La définition, qui analyse et groupe les éléments de la compréhension de l’idée comporte deux séries d’opérations : la première consiste en leur énumération, la seconde les ordonne et les classe. La définition est soumise à ces deux règles qui en sont les conditions : 1° elle doit « convenir à tout le défini et au seul défini » ; 2° elle se fait « par le genre prochain et la différence spécifique ». Ces règles traduisent par leurs termes mêmes l’impossibilité où nous sommes de définir « les idées simples, les genres suprêmes, les idées des êtres et des événements individuels ». Peuvent l’être seulement celles « qui ont une compréhension multiple et fixe ». Là où nous est interdite la définition, faute d’essence propre à l’être à définir, nous avons recours à la description, qui en est la représentation par le discours.
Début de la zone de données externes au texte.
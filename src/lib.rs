pub mod core;
pub mod importer;
pub mod pipeline;
pub mod scheduler;
pub mod server;
pub mod state;
pub mod store;
pub mod vector;
use std::sync::OnceLock;

use tracing_appender::non_blocking::WorkerGuard;
use tracing_subscriber::layer::SubscriberExt;
use tracing_subscriber::util::SubscriberInitExt;

use crate::core::config::AppPaths;

static LOG_GUARD: OnceLock<WorkerGuard> = OnceLock::new();

pub fn init(paths: &AppPaths) {
    let log_dir = &paths.log_dir;
    let _ = std::fs::create_dir_all(log_dir);

    let file_appender = tracing_appender::rolling::daily(log_dir, "recall.log");
    let (non_blocking, guard) = tracing_appender::non_blocking(file_appender);
    let _ = LOG_GUARD.set(guard);

    let env_filter = tracing_subscriber::EnvFilter::try_from_default_env()
        .unwrap_or_else(|_| tracing_subscriber::EnvFilter::new("info"));

    let stdout_layer = tracing_subscriber::fmt::layer().with_target(false);
    let file_layer = tracing_subscriber::fmt::layer()
        .with_target(false)
        .with_ansi(false)
        .with_writer(non_blocking);

    tracing_subscriber::registry()
        .with(env_filter)
        .with(stdout_layer)
        .with(file_layer)
        .init();
}
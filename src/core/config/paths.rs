use std::env;
use std::fs;
use std::path::PathBuf;

/// Filesystem layout for the service: database, logs and importer
/// directories all live under one data directory.
#[derive(Debug, Clone)]
pub struct AppPaths {
    pub data_dir: PathBuf,
    pub log_dir: PathBuf,
    pub db_path: PathBuf,
    pub import_dir: PathBuf,
    pub quarantine_dir: PathBuf,
    pub token_path: PathBuf,
}

impl AppPaths {
    pub fn new() -> Self {
        let data_dir = discover_data_dir();
        Self::under(data_dir)
    }

    /// Builds the layout under an explicit data directory. Used by tests
    /// with a scratch directory.
    pub fn under(data_dir: PathBuf) -> Self {
        let log_dir = data_dir.join("logs");
        let db_path = data_dir.join("recall.db");
        let import_dir = data_dir.join("import");
        let quarantine_dir = data_dir.join("quarantine");
        let token_path = data_dir.join(".api_token");

        for dir in [&data_dir, &log_dir, &import_dir, &quarantine_dir] {
            let _ = fs::create_dir_all(dir);
        }

        AppPaths {
            data_dir,
            log_dir,
            db_path,
            import_dir,
            quarantine_dir,
            token_path,
        }
    }
}

impl Default for AppPaths {
    fn default() -> Self {
        Self::new()
    }
}

fn discover_data_dir() -> PathBuf {
    if let Ok(dir) = env::var("RECALL_DATA_DIR") {
        return PathBuf::from(dir);
    }

    if cfg!(debug_assertions) {
        return env::current_dir()
            .unwrap_or_else(|_| PathBuf::from("."))
            .join("data");
    }

    if cfg!(target_os = "windows") {
        let base = env::var("LOCALAPPDATA")
            .unwrap_or_else(|_| env::var("USERPROFILE").unwrap_or_else(|_| ".".to_string()));
        return PathBuf::from(base).join("Recall");
    }

    if cfg!(target_os = "macos") {
        return home_dir()
            .join("Library")
            .join("Application Support")
            .join("Recall");
    }

    let xdg = env::var("XDG_DATA_HOME").unwrap_or_else(|_| {
        home_dir()
            .join(".local/share")
            .to_string_lossy()
            .to_string()
    });
    PathBuf::from(xdg).join("recall")
}

fn home_dir() -> PathBuf {
    env::var("HOME")
        .or_else(|_| env::var("USERPROFILE"))
        .map(PathBuf::from)
        .unwrap_or_else(|_| PathBuf::from("."))
}
use std::sync::Arc;

use axum::extract::State;
use axum::http::HeaderMap;
use axum::Json;
use serde::{Deserialize, Serialize};
use serde_json::{json, Value};

use crate::core::errors::ApiError;
use crate::core::security::require_api_key;
use crate::pipeline::prompt::{self, ContextChunk};
use crate::pipeline::search::SearchResults;
use crate::state::AppState;

#[derive(Debug, Deserialize)]
pub struct SearchRequest {
    pub query: String,
    #[serde(default)]
    pub top_k: Option<usize>,
}

pub async fn search(
    State(state): State<Arc<AppState>>,
    headers: HeaderMap,
    Json(request): Json<SearchRequest>,
) -> Result<Json<SearchResults>, ApiError> {
    require_api_key(&headers, &state.api_token)?;

    let results = state.search.search(&request.query, request.top_k).await?;
    Ok(Json(results))
}

#[derive(Debug, Serialize)]
pub struct AskResponse {
    pub prompt: String,
    pub results: SearchResults,
    /// Present only when a completion provider is configured.
    pub answer: Option<String>,
    pub usage: Option<Value>,
}

/// Retrieval plus grounded prompt construction; generates an answer when
/// a completion provider is configured, otherwise returns the prompt for
/// the caller to use.
pub async fn ask(
    State(state): State<Arc<AppState>>,
    headers: HeaderMap,
    Json(request): Json<SearchRequest>,
) -> Result<Json<AskResponse>, ApiError> {
    require_api_key(&headers, &state.api_token)?;

    let results = state.search.search(&request.query, request.top_k).await?;
    let chunks: Vec<ContextChunk> = results
        .results
        .iter()
        .map(|hit| ContextChunk::from_metadata(&hit.content, &hit.metadata))
        .collect();

    let plain = prompt::build_plain(&chunks, &request.query)?;

    let (answer, usage) = match &state.completion {
        Some(client) => {
            let messages = prompt::build_chat(&chunks, &request.query)?;
            let completion = client.complete(&messages).await?;
            (
                Some(completion.text),
                Some(json!({
                    "prompt_tokens": completion.prompt_tokens,
                    "completion_tokens": completion.completion_tokens,
                })),
            )
        }
        None => (None, None),
    };

    Ok(Json(AskResponse {
        prompt: plain,
        results,
        answer,
        usage,
    }))
}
Par détermination des idées on entend les attributs distinctifs qui constituent sa personnalité et en assurent la précision. Elle s’applique davantage à l’objet de l’idée qu’à l’idée elle-même et, par l’énoncé, relève plus de la logique que de la métaphysique. Les qualités de l’idée peuvent se réduire à trois qui sont : vérité, clarté, distinction. Elles portent à la fois sur sa valeur intrinsèque (psychologie, métaphysique) et son extériorisation (aspect et terminologie : logique)…

La liaison de chaque idée avec ses composantes est toujours ce qui la distingue des idées usuelles. Il faut donc spécifier, dès qu’il s’agit d’expliquer une idée, s’il est question de « la valeur qu’elle a dans le commerce ordinaire de la vie ou de la place qu’elle tient dans un système de science ». En effet, dans le premier cas, « l’idée représente immédiatement son objet, indépendamment de tout autre » et ne se préoccupe pas des caractères communs qui peuvent l’apparenter aux choses de l’environ. Dans le second cas, « ce n’est point un objet que l’idée représente, mais deux autres idées dont la dernière est souvent composée ». Ainsi l’idée de l’or, en son acception usuelle, nous apparaît indépendamment de toute comparaison et de toute analyse. Mais en histoire naturelle, elle s’accompagne d’attributs essentiels. L’idée de l’or est celle « d’un métal, brillant, jaune, dur, sonore, etc. Le métal est un minéral fusible, etc. Le minéral est un corps solide, etc. Le corps est une matière douée de forme. La matière est une substance susceptible de tomber sous le sens. La substance est un être capable d’une existence distincte de toute autre » (Delarivière).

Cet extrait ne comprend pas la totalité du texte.